- [Instructions to follow] Your job with the data below: print everything from the line that holds "assert!(profile.validate(name).is_ok());" down to the line that holds "pub mod source;", ends included, exactly, and nothing else.

- [Provided data]
# # # # #

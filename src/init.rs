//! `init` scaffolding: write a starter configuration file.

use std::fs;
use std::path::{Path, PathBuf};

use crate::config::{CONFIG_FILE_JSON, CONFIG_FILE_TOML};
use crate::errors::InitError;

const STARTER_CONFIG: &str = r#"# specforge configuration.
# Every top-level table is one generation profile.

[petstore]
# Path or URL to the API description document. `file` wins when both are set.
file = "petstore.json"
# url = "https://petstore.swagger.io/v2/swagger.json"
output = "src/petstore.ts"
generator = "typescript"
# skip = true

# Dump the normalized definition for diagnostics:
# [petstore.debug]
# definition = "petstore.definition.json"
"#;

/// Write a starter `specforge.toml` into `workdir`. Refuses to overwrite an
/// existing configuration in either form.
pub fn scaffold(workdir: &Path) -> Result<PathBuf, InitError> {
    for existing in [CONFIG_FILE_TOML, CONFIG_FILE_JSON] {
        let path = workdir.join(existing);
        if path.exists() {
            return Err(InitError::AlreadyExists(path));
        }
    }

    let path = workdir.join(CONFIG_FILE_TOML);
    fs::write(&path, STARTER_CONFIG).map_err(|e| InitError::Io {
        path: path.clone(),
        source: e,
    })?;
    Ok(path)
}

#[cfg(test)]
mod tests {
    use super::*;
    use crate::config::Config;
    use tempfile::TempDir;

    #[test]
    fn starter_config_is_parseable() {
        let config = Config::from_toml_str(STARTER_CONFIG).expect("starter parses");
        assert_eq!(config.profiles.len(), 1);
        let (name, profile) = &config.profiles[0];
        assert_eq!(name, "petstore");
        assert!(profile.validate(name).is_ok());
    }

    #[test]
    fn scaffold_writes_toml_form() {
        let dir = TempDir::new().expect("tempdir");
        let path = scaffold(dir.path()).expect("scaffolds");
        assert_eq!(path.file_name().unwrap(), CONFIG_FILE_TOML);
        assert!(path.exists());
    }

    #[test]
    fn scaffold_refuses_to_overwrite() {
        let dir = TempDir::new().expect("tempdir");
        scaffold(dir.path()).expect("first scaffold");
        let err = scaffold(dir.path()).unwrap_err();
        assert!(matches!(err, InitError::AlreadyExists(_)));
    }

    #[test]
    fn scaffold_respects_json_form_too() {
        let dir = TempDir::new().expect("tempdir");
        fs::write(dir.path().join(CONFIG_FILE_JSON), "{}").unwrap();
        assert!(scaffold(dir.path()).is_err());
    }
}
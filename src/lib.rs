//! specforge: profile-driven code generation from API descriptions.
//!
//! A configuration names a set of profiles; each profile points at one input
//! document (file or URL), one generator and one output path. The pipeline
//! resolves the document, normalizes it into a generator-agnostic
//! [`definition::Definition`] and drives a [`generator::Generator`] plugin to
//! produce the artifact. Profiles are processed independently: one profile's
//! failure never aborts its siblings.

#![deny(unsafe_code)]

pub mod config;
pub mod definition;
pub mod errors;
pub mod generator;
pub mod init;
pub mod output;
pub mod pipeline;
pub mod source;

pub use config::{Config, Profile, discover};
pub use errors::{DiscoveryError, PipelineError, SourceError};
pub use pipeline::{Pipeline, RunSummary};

# # # # #

- [Solution to this exercise]
        assert!(profile.validate(name).is_ok());
    }

    #[test]
    fn scaffold_writes_toml_form() {
        let dir = TempDir::new().expect("tempdir");
        let path = scaffold(dir.path()).expect("scaffolds");
        assert_eq!(path.file_name().unwrap(), CONFIG_FILE_TOML);
        assert!(path.exists());
    }

    #[test]
    fn scaffold_refuses_to_overwrite() {
        let dir = TempDir::new().expect("tempdir");
        scaffold(dir.path()).expect("first scaffold");
        let err = scaffold(dir.path()).unwrap_err();
        assert!(matches!(err, InitError::AlreadyExists(_)));
    }

    #[test]
    fn scaffold_respects_json_form_too() {
        let dir = TempDir::new().expect("tempdir");
        fs::write(dir.path().join(CONFIG_FILE_JSON), "{}").unwrap();
        assert!(scaffold(dir.path()).is_err());
    }
}
filename src/lib.rs
//! specforge: profile-driven code generation from API descriptions.
//!
//! A configuration names a set of profiles; each profile points at one input
//! document (file or URL), one generator and one output path. The pipeline
//! resolves the document, normalizes it into a generator-agnostic
//! [`definition::Definition`] and drives a [`generator::Generator`] plugin to
//! produce the artifact. Profiles are processed independently: one profile's
//! failure never aborts its siblings.

#![deny(unsafe_code)]

pub mod config;
pub mod definition;
pub mod errors;
pub mod generator;
pub mod init;
pub mod output;
pub mod pipeline;
pub mod source;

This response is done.